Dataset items
//! Locale-specific instruction bundles for extraction and repair prompts.
//!
//! The rule texts are configuration data handed to the model. Nothing here
//! is enforced in code; validation and deduplication are the only hard
//! guarantees.

/// Label used when the source language is `auto` or unknown.
pub const AUTO_DETECT: &str = "auto-detect";

const LANGUAGE_NAMES: [(&str, &str); 14] = [
    ("en", "English"),
    ("ja", "Japanese"),
    ("ko", "Korean"),
    ("zh", "Chinese"),
    ("es", "Spanish"),
    ("fr", "French"),
    ("de", "German"),
    ("it", "Italian"),
    ("pt", "Portuguese"),
    ("ru", "Russian"),
    ("ar", "Arabic"),
    ("hi", "Hindi"),
    ("th", "Thai"),
    ("vi", "Vietnamese"),
];

/// Language of the instruction text itself. Selected by target language.
#[derive(Debug, Clone, Copy, PartialEq, Eq)]
pub enum InstructionLocale {
    English,
    Japanese,
    Korean,
    Chinese,
    Spanish,
    French,
    German,
}

impl InstructionLocale {
    /// Maps a language code to a locale, falling back to English.
    ///
    /// Only the primary subtag counts, so `zh-TW` selects Chinese.
    #[must_use]
    pub fn from_code(code: &str) -> Self {
        match primary_subtag(code).as_str() {
            "ja" => Self::Japanese,
            "ko" => Self::Korean,
            "zh" => Self::Chinese,
            "es" => Self::Spanish,
            "fr" => Self::French,
            "de" => Self::German,
            _ => Self::English,
        }
    }

    fn extraction(self) -> &'static ExtractionText {
        match self {
            Self::Japanese => &JA_EXTRACTION,
            Self::Korean => &KO_EXTRACTION,
            Self::Chinese => &ZH_EXTRACTION,
            // Extraction instructions are only localized for four locales.
            Self::English | Self::Spanish | Self::French | Self::German => &EN_EXTRACTION,
        }
    }

    fn repair(self) -> &'static RepairText {
        match self {
            Self::English => &EN_REPAIR,
            Self::Japanese => &JA_REPAIR,
            Self::Korean => &KO_REPAIR,
            Self::Chinese => &ZH_REPAIR,
            Self::Spanish => &ES_REPAIR,
            Self::French => &FR_REPAIR,
            Self::German => &DE_REPAIR,
        }
    }

    fn extraction_prompt(self, source: Option<&str>, target: &str) -> String {
        match (self.extraction().locale, source) {
            (Self::Japanese, None) => format!(
                "以下のURLから重要な語彙単語とその意味を抽出してください。ソース言語を自動検出し、意味を{target}に翻訳してください。サイトの内容を理解し、その主題に関連する重要な単語のみを抽出してください。"
            ),
            (Self::Japanese, Some(source)) => format!(
                "以下のURLから{source}の重要な語彙単語とその{target}の意味を抽出してください。サイトの内容を理解し、その主題に関連する重要な単語のみを抽出してください。"
            ),
            (Self::Korean, None) => format!(
                "다음 URL에서 중요한 어휘 단어와 의미를 추출하세요. 소스 언어를 자동으로 감지하고 의미를 {target}로 번역하세요. 사이트의 내용을 이해하고 주제와 관련된 중요한 단어만 추출하세요."
            ),
            (Self::Korean, Some(source)) => format!(
                "다음 URL에서 중요한 {source} 어휘 단어와 {target} 의미를 추출하세요. 사이트의 내용을 이해하고 주제와 관련된 중요한 단어만 추출하세요."
            ),
            (Self::Chinese, None) => format!(
                "从以下URL提取重要的词汇和它们的含义。自动检测源语言并将含义翻译成{target}。理解网站内容，仅提取与主题相关的重要单词。"
            ),
            (Self::Chinese, Some(source)) => format!(
                "从以下URL提取重要的{source}词汇和它们的{target}含义。理解网站内容，仅提取与主题相关的重要单词。"
            ),
            (_, None) => format!(
                "Extract important vocabulary words and their meanings from the following URL. Detect the source language automatically and translate meanings to {target}. Understand the content of the site and extract only words that are relevant to the main topic."
            ),
            (_, Some(source)) => format!(
                "Extract important {source} vocabulary words and their {target} meanings from the following URL. Understand the content of the site and extract only words that are relevant to the main topic."
            ),
        }
    }
}

struct ExtractionText {
    locale: InstructionLocale,
    note: &'static str,
    rules: &'static [&'static str],
    technical: &'static [&'static str],
}

struct RepairText {
    instruction: &'static str,
    note: &'static str,
    rules: &'static [&'static str],
    incomplete_label: &'static str,
}

/// Everything a prompt builder needs for one (source, target) pair.
#[derive(Debug, Clone, PartialEq, Eq)]
pub struct LanguageProfile {
    pub locale: InstructionLocale,
    pub source_name: &'static str,
    pub target_name: &'static str,
    /// True when the model must detect the source language itself.
    pub auto_detect: bool,
    pub extraction_prompt: String,
    pub extraction_note: &'static str,
    pub extraction_rules: &'static [&'static str],
    pub technical_instructions: &'static [&'static str],
    pub repair_prompt: &'static str,
    pub repair_note: &'static str,
    pub repair_rules: &'static [&'static str],
    pub incomplete_label: &'static str,
}

/// Resolves the instruction bundle for a language pair. Never fails:
/// unknown targets get the English bundle, unknown sources are auto-detected.
#[must_use]
pub fn resolve(source_language: &str, target_language: &str) -> LanguageProfile {
    let locale = InstructionLocale::from_code(target_language);
    let source_name = language_name(source_language);
    let target_name = language_name(target_language).unwrap_or("English");

    let extraction = locale.extraction();
    let repair = locale.repair();

    LanguageProfile {
        locale,
        source_name: source_name.unwrap_or(AUTO_DETECT),
        target_name,
        auto_detect: source_name.is_none(),
        extraction_prompt: locale.extraction_prompt(source_name, target_name),
        extraction_note: extraction.note,
        extraction_rules: extraction.rules,
        technical_instructions: extraction.technical,
        repair_prompt: repair.instruction,
        repair_note: repair.note,
        repair_rules: repair.rules,
        incomplete_label: repair.incomplete_label,
    }
}

/// Display name for a language code; `None` for `auto` and unknown codes.
#[must_use]
pub fn language_name(code: &str) -> Option<&'static str> {
    let primary = primary_subtag(code);
    LANGUAGE_NAMES
        .iter()
        .find(|(known, _)| *known == primary)
        .map(|(_, name)| *name)
}

fn primary_subtag(code: &str) -> String {
    code.trim()
        .split(['-', '_'])
        .next()
        .unwrap_or("")
        .to_ascii_lowercase()
}

static EN_EXTRACTION: ExtractionText = ExtractionText {
    locale: InstructionLocale::English,
    note: "【IMPORTANT】Return ONLY JSON in this format:",
    rules: &[
        "Extract vocabulary word and meaning pairs from tables, lists, and paragraphs on the site",
        "Extract ONLY words that are directly relevant to the site's main topic or content (exclude common words with low relevance)",
        "Prioritize words that have value for learners (exclude basic words like 'the', 'and', etc.)",
        "Prioritize technical terms, key concepts, and distinctive expressions",
        "Each entry must be complete with both \"word\" and \"meaning\"",
        "Return pure JSON only (no markdown or explanations)",
        "Extract only words that actually exist on the site (don't create imaginary words)",
        "If response becomes long, ensure it ends with valid JSON",
        "For dictionary or vocabulary list sites, extract headwords as 'word'",
    ],
    technical: &[
        "Scan the entire page and understand the site's theme and content",
        "Identify the site's main topic and filter for high-relevance vocabulary only",
        "Include dynamic content and Ajax-loaded data",
        "Include hidden and invisible elements",
        "Support table format, list format, and paragraph format",
        "If data is large, it can be split but each split must end with valid JSON",
    ],
};

static JA_EXTRACTION: ExtractionText = ExtractionText {
    locale: InstructionLocale::Japanese,
    note: "【重要】以下の形式でのみJSONを返してください：",
    rules: &[
        "サイト上のテーブル、リスト、段落から語彙単語と意味のペアを抽出",
        "サイトの主題や内容に直接関連する単語のみを抽出（関連性の低い一般的な単語は除外）",
        "学習者にとって価値のある単語を優先（「the」「and」などの基本単語は除外）",
        "専門用語、キーコンセプト、特徴的な表現を優先して抽出",
        "各エントリーは「word」と「meaning」の両方を完全に含める",
        "純粋なJSONのみ返す（マークダウンや説明なし）",
        "サイトに実際に存在する単語のみ抽出（架空の単語は作らない）",
        "レスポンスが長くなる場合は、有効なJSONで終わらせる",
        "辞書や語彙リストの場合は、見出し語を「word」として抽出",
    ],
    technical: &[
        "ページ全体をスキャンし、サイトのテーマと内容を理解する",
        "サイトの主題を特定し、関連性の高い単語のみをフィルタリング",
        "動的コンテンツとAjax読み込みデータを含める",
        "非表示および見えない要素を含める",
        "テーブル形式、リスト形式、段落形式をサポート",
        "データが大きい場合は分割可能だが、各分割は有効なJSONで終了",
    ],
};

static KO_EXTRACTION: ExtractionText = ExtractionText {
    locale: InstructionLocale::Korean,
    note: "【중요】다음 형식으로만 JSON을 반환하세요:",
    rules: &[
        "사이트의 테이블, 목록, 단락에서 어휘 단어와 의미 쌍 추출",
        "사이트의 주제나 내용과 직접 관련된 단어만 추출 (관련성이 낮은 일반적인 단어 제외)",
        "학습자에게 가치 있는 단어 우선 ('the', 'and' 등과 같은 기본 단어 제외)",
        "전문 용어, 핵심 개념 및 특징적인 표현을 우선 추출",
        "각 항목은 \"word\"와 \"meaning\" 모두 완전히 포함",
        "순수한 JSON만 반환 (마크다운이나 설명 없음)",
        "사이트에 실제로 존재하는 단어만 추출 (가상의 단어 생성 금지)",
        "응답이 길어지면 유효한 JSON으로 끝내기",
        "사전이나 어휘 목록 사이트의 경우 표제어를 'word'로 추출",
    ],
    technical: &[
        "전체 페이지를 스캔하고 사이트의 테마와 내용 이해",
        "사이트의 주제를 파악하고 관련성이 높은 단어만 필터링",
        "동적 콘텐츠와 Ajax 로드 데이터 포함",
        "숨겨진 요소와 보이지 않는 요소 포함",
        "테이블 형식, 목록 형식, 단락 형식 지원",
        "데이터가 크면 분할 가능하지만 각 분할은 유효한 JSON으로 종료",
    ],
};

static ZH_EXTRACTION: ExtractionText = ExtractionText {
    locale: InstructionLocale::Chinese,
    note: "【重要】仅以以下格式返回JSON：",
    rules: &[
        "从网站的表格、列表和段落中提取词汇和含义对",
        "仅提取与网站主题或内容直接相关的单词（排除相关性低的常见词）",
        "优先提取对学习者有价值的单词（排除'the'、'and'等基础词汇）",
        "优先提取专业术语、关键概念和特色表达",
        "每个条目必须同时完整包含\"word\"和\"meaning\"",
        "仅返回纯JSON（无Markdown或解释）",
        "仅提取网站上实际存在的单词（不创造虚构单词）",
        "如果响应变长，确保以有效的JSON结尾",
        "对于词典或词汇列表网站，将标题词提取为'word'",
    ],
    technical: &[
        "扫描整个页面并理解网站主题和内容",
        "识别网站主题并仅过滤出高相关性的词汇",
        "包括动态内容和Ajax加载的数据",
        "包括隐藏和不可见元素",
        "支持表格格式、列表格式和段落格式",
        "如果数据较大，可以分割，但每个分割必须以有效的JSON结尾",
    ],
};

static EN_REPAIR: RepairText = RepairText {
    instruction: "Please repair the following incomplete JSON.",
    note: "【IMPORTANT】This JSON contains a list of vocabulary words and their meanings. Return ONLY in this format:",
    rules: &[
        "Remove incomplete entries at the end",
        "Every entry must have both \"word\" and \"meaning\"",
        "Fix invalid characters and escape sequences",
        "Remove extra commas and brackets",
        "Return pure JSON only (no explanations or markdown)",
        "Strings must be enclosed in double quotes",
        "Properly escape newlines and tab characters",
    ],
    incomplete_label: "Incomplete JSON:",
};

static JA_REPAIR: RepairText = RepairText {
    instruction: "以下の不完全なJSONを修復してください。",
    note: "【重要】このJSONは語彙単語とその意味のリストを含んでいます。以下の形式でのみ返してください：",
    rules: &[
        "末尾の不完全なエントリーを削除",
        "すべてのエントリーに「word」と「meaning」が必要",
        "無効な文字とエスケープシーケンスを修正",
        "余分なカンマと括弧を削除",
        "純粋なJSONのみ返す（説明やマークダウンなし）",
        "文字列は二重引用符で囲む",
        "改行とタブ文字を適切にエスケープ",
    ],
    incomplete_label: "不完全なJSON：",
};

static KO_REPAIR: RepairText = RepairText {
    instruction: "다음의 불완전한 JSON을 수정해주세요.",
    note: "【중요】이 JSON은 어휘 단어와 그 의미의 목록을 포함합니다. 다음 형식으로만 반환해주세요:",
    rules: &[
        "끝부분의 불완전한 항목 제거",
        "모든 항목에 \"word\"와 \"meaning\"이 필요",
        "잘못된 문자와 이스케이프 시퀀스 수정",
        "불필요한 쉼표와 괄호 제거",
        "순수한 JSON만 반환 (설명이나 마크다운 없음)",
        "문자열은 이중 따옴표로 묶기",
        "개행과 탭 문자를 적절히 이스케이프",
    ],
    incomplete_label: "불완전한 JSON:",
};

static ZH_REPAIR: RepairText = RepairText {
    instruction: "请修复以下不完整的JSON。",
    note: "【重要】此JSON包含词汇单词及其含义的列表。仅以以下格式返回：",
    rules: &[
        "删除末尾的不完整条目",
        "每个条目必须同时包含\"word\"和\"meaning\"",
        "修复无效字符和转义序列",
        "删除多余的逗号和括号",
        "仅返回纯JSON（无说明或markdown）",
        "字符串必须用双引号括起来",
        "正确转义换行符和制表符",
    ],
    incomplete_label: "不完整的JSON：",
};

static ES_REPAIR: RepairText = RepairText {
    instruction: "Por favor, repare el siguiente JSON incompleto.",
    note: "【IMPORTANTE】Este JSON contiene una lista de palabras de vocabulario y sus significados. Devuelva SOLO en este formato:",
    rules: &[
        "Eliminar entradas incompletas al final",
        "Cada entrada debe tener \"word\" y \"meaning\"",
        "Corregir caracteres inválidos y secuencias de escape",
        "Eliminar comas y corchetes extra",
        "Devolver solo JSON puro (sin explicaciones o markdown)",
        "Las cadenas deben estar entre comillas dobles",
        "Escapar correctamente saltos de línea y caracteres de tabulación",
    ],
    incomplete_label: "JSON incompleto:",
};

static FR_REPAIR: RepairText = RepairText {
    instruction: "Veuillez réparer le JSON incomplet suivant.",
    note: "【IMPORTANT】Ce JSON contient une liste de mots de vocabulaire et leurs significations. Retournez SEULEMENT dans ce format:",
    rules: &[
        "Supprimer les entrées incomplètes à la fin",
        "Chaque entrée doit avoir \"word\" et \"meaning\"",
        "Corriger les caractères invalides et les séquences d'échappement",
        "Supprimer les virgules et crochets supplémentaires",
        "Retourner uniquement du JSON pur (pas d'explications ou markdown)",
        "Les chaînes doivent être entre guillemets doubles",
        "Échapper correctement les sauts de ligne et caractères de tabulation",
    ],
    incomplete_label: "JSON incomplet:",
};

static DE_REPAIR: RepairText = RepairText {
    instruction: "Bitte reparieren Sie das folgende unvollständige JSON.",
    note: "【WICHTIG】Dieses JSON enthält eine Liste von Vokabelwörtern und deren Bedeutungen. Geben Sie NUR in diesem Format zurück:",
    rules: &[
        "Unvollständige Einträge am Ende entfernen",
        "Jeder Eintrag muss \"word\" und \"meaning\" haben",
        "Ungültige Zeichen und Escape-Sequenzen reparieren",
        "Zusätzliche Kommas und Klammern entfernen",
        "Nur reines JSON zurückgeben (keine Erklärungen oder Markdown)",
        "Strings müssen in Anführungszeichen stehen",
        "Zeilenumbrüche und Tabulatoren richtig escapen",
    ],
    incomplete_label: "Unvollständiges JSON:",
};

PROBLEM DETAILS
A complete answer gives every line of the data that includes "Clone".

SOLUTION TO THIS EXERCISE
#[derive(Debug, Clone, Copy, PartialEq, Eq)]
#[derive(Debug, Clone, PartialEq, Eq)]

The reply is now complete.